Confagricoltura Emilia Romagna evidenzia le ripercussioni sulla tenuta socio-economica di filiere alimentari strategiche. Il presidente nazionale di Confagricoltura, Massimiliano Giansanti, chiede con forza “un piano di emergenza per il settore agroalimentare, coordinato dalla Commissione europea, per assicurare la continuità dei cicli produttivi e garantire i rifornimenti”.
Cai: i costi dei prodotti agricoli continuano a salire
“La prima settimana di guerra in Ucraina ha portato a un aumento dei costi dei prodotti agricoli pari al 13% per il grano tenero e al 29% per il mais a livello mondiale”. È quanto rileva Cai, Consorzi agrari d’Italia che ha elaborato un primo report in base ai dati del Matif di Parigi, borsa merci di riferimento internazionale insieme a Chicago.
In apertura, questa mattina, Parigi segna 20 euro in più a tonnellata per il grano tenero (+7%) e 30 in più per il mais (+10%). Rispetto alla chiusura di lunedì scorso, alla vigilia dell’attacco russo, il grano tenero è passato da 274 euro a tonnellata agli attuali 310 euro a tonnellata (+13%) mentre il mais è passato da 247 euro a tonnellata agli odierni 320 euro (+29%).
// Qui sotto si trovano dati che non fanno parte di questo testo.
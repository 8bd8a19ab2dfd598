//! Error handling for the Showroom CLI.
//!
//! `CliError` is what every command returns. Configuration and build failures
//! get their own enums so each message can carry a `Hint:` telling the user
//! what to change.
//!
//! # Example
//!
//! ```rust,no_run
//! use showroom_cli::error::{Result, ResultExt};
//! use std::path::Path;
//!
//! fn read_doc(path: &Path) -> Result<String> {
//!     std::fs::read_to_string(path)
//!         .with_path(path)
//!         .with_hint("Check the docs_dir setting in showroom.toml")
//! }
//! ```

mod report;

pub use report::cli_error_to_miette;

use std::path::PathBuf;
use thiserror::Error;

/// Top-level CLI error type.
#[derive(Debug, Error)]
pub enum CliError {
    /// Configuration-related errors (invalid syntax, bad imports, etc.)
    #[error("Configuration error: {0}")]
    Config(#[from] ConfigError),

    /// Code block precompilation and output errors
    #[error("Build error: {0}")]
    Build(#[from] BuildError),

    /// Invalid command-line arguments or options
    #[error("Invalid argument: {0}")]
    InvalidArgument(String),

    /// File or directory not found
    #[error("File not found: {}", .0.display())]
    FileNotFound(PathBuf),

    /// I/O errors from file system operations
    #[error("I/O error: {0}")]
    Io(#[from] std::io::Error),

    /// Development server errors
    #[error("Server error: {0}")]
    Server(String),

    /// File watching errors
    #[error("File watcher error: {0}")]
    Watch(#[from] notify::Error),

    /// JSON serialization/deserialization errors
    #[error("JSON error: {0}")]
    Json(#[from] serde_json::Error),

    /// Compiler setup errors that are not tied to a document
    #[error(transparent)]
    Compiler(showroom_compiler::ShowroomError),

    /// The compile worker could not be reached
    #[error("Compile worker error: {0}")]
    Transport(#[from] showroom_runtime::TransportError),

    /// Generic errors with custom messages
    #[error("{0}")]
    Custom(String),
}

impl From<showroom_compiler::ShowroomError> for CliError {
    fn from(err: showroom_compiler::ShowroomError) -> Self {
        use showroom_compiler::ShowroomError;

        match err {
            ShowroomError::InvalidPackage { name, reason } => {
                ConfigError::InvalidImport { name, reason }.into()
            }
            ShowroomError::DuplicatePackage { name, other } => ConfigError::InvalidImport {
                reason: match other {
                    Some(other) => format!("its variable name conflicts with '{}'", other),
                    None => "it is listed more than once".to_string(),
                },
                name,
            }
            .into(),
            ShowroomError::InvalidTarget { target, reason } => ConfigError::InvalidValue {
                field: "target".to_string(),
                value: target,
                hint: reason,
            }
            .into(),
            other => CliError::Compiler(other),
        }
    }
}

/// Configuration-specific errors.
#[derive(Debug, Error)]
pub enum ConfigError {
    /// Config file doesn't exist at the expected location
    #[error("Config file not found: {}\n\nHint: Create a showroom.toml file or specify --config <path>", .0.display())]
    NotFound(PathBuf),

    /// Config file could not be parsed or merged
    #[error("Invalid configuration: {0}\n\nHint: Check showroom.toml syntax and field types")]
    Invalid(String),

    /// An `imports` entry cannot become a package mapping
    #[error("Invalid import '{name}': {reason}\n\nHint: Imports are package names (\"acme-ui\") or tables ({{ name = \"...\", path = \"...\" }})")]
    InvalidImport {
        /// The offending package name
        name: String,
        /// Why it was rejected
        reason: String,
    },

    /// Invalid value for a configuration option
    #[error("Invalid value for '{field}': {value}\n\nHint: {hint}")]
    InvalidValue {
        /// Name of the field with invalid value
        field: String,
        /// The invalid value
        value: String,
        /// Helpful hint for correct values
        hint: String,
    },
}

/// Build process errors.
#[derive(Debug, Error)]
pub enum BuildError {
    /// The documentation root does not exist
    #[error("Documentation directory not found: {}\n\nHint: Set docs_dir in showroom.toml", .0.display())]
    DocsNotFound(PathBuf),

    /// A code block in the documentation failed to compile
    #[error("Code block at {}:{line} does not compile: {error}\n\nHint: Fix the example or change its fence language", .document.display())]
    CodeBlock {
        /// Document containing the block
        document: PathBuf,
        /// Line of the fence inside the document
        line: usize,
        /// Normalized compile error
        error: String,
    },

    /// A documentation file is not valid Markdown/MDX
    #[error("Failed to parse {}: {reason}", .document.display())]
    Document {
        /// The document that failed to parse
        document: PathBuf,
        /// Parser message
        reason: String,
    },

    /// Failed to write an output file
    #[error("Failed to write {}: {reason}\n\nHint: Check output directory permissions", .path.display())]
    WriteFailed {
        /// Output path
        path: PathBuf,
        /// Underlying error
        reason: String,
    },
}

/// Result type alias using `CliError` as the default error type.
pub type Result<T, E = CliError> = std::result::Result<T, E>;

/// Extension trait for adding context to `Result` types.
pub trait ResultExt<T> {
    /// Turn a not-found I/O error into [`CliError::FileNotFound`] for `path`.
    fn with_path(self, path: impl AsRef<std::path::Path>) -> Result<T>;

    /// Append a hint to the error message.
    fn with_hint(self, hint: impl std::fmt::Display) -> Result<T>;

    /// Prefix the error message.
    fn context(self, msg: impl std::fmt::Display) -> Result<T>;
}

impl<T, E: Into<CliError>> ResultExt<T> for std::result::Result<T, E> {
    fn with_path(self, path: impl AsRef<std::path::Path>) -> Result<T> {
        self.map_err(|e| match e.into() {
            CliError::Io(io_err) if io_err.kind() == std::io::ErrorKind::NotFound => {
                CliError::FileNotFound(path.as_ref().to_path_buf())
            }
            other => other,
        })
    }

    fn with_hint(self, hint: impl std::fmt::Display) -> Result<T> {
        self.map_err(|e| {
            let err: CliError = e.into();
            CliError::Custom(format!("{}\n\nHint: {}", err, hint))
        })
    }

    fn context(self, msg: impl std::fmt::Display) -> Result<T> {
        self.map_err(|e| {
            let err: CliError = e.into();
            CliError::Custom(format!("{}: {}", msg, err))
        })
    }
}
//! Check command implementation.
//!
//! Validates configuration and the PackageMap, then precompiles every
//! document without writing anything. Unlike `build`, every broken document
//! is reported before the command fails.

use crate::cli::CheckArgs;
use crate::commands::utils;
use crate::config::{ConfigOverrides, ShowroomConfig};
use crate::docs;
use crate::error::{CliError, Result};
use crate::ui;
use showroom_compiler::Compiler;
use std::path::Path;
use std::sync::Arc;

/// Execute the check command.
pub async fn execute(args: CheckArgs, config_path: Option<&Path>) -> Result<()> {
    if args.print_schema {
        println!(
            "{}",
            serde_json::to_string_pretty(&ShowroomConfig::json_schema()?)?
        );
        return Ok(());
    }

    let root = utils::project_root(args.cwd.as_deref())?;

    ui::info("Checking configuration...");
    let config = utils::load_config(&root, config_path, &ConfigOverrides::default())?;
    ui::success("Configuration is valid");

    let report = check(&root, &config)?;
    if report.failures.is_empty() {
        ui::success(&format!(
            "{} code blocks in {} documents compile",
            report.blocks, report.documents
        ));
        return Ok(());
    }

    for failure in &report.failures {
        ui::error(&failure.to_string());
    }
    Err(CliError::Custom(format!(
        "{} of {} documents contain code blocks that do not compile",
        report.failures.len(),
        report.documents
    )))
}

/// Outcome of checking every document.
#[derive(Debug, Default)]
pub struct CheckReport {
    pub documents: usize,
    pub blocks: usize,
    pub failures: Vec<CliError>,
}

/// Precompile every document under the docs root, collecting failures.
pub fn check(root: &Path, config: &ShowroomConfig) -> Result<CheckReport> {
    let packages = Arc::new(config.package_map(root)?);
    ui::info(&format!("{} importable packages", packages.len()));
    let compiler = Compiler::new(packages, config.compiler_options())?;
    let accepted = config.accepted_languages()?;

    let docs_root = config.docs_root(root);
    let documents = docs::scan_documents(&docs_root)?;
    let mut report = CheckReport {
        documents: documents.len(),
        ..Default::default()
    };

    for document in &documents {
        match docs::compile_document(&compiler, &docs_root, document, &accepted) {
            Ok(item) => report.blocks += item.blocks.len(),
            Err(err) => report.failures.push(err),
        }
    }

    Ok(report)
}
Secondo le stime di Consorzi agrari d’Italia il prezzo dei prodotti agricoli strettamente dipendenti dalle importazioni da Russia e Ucraina, come appunto mais e grano tenero, è destinato a salire ulteriormente, mentre al momento non si registrano variazioni sul grano duro, il cui prezzo risente soprattutto della mancata produzione in Canada e dei rincari dei costi di produzione.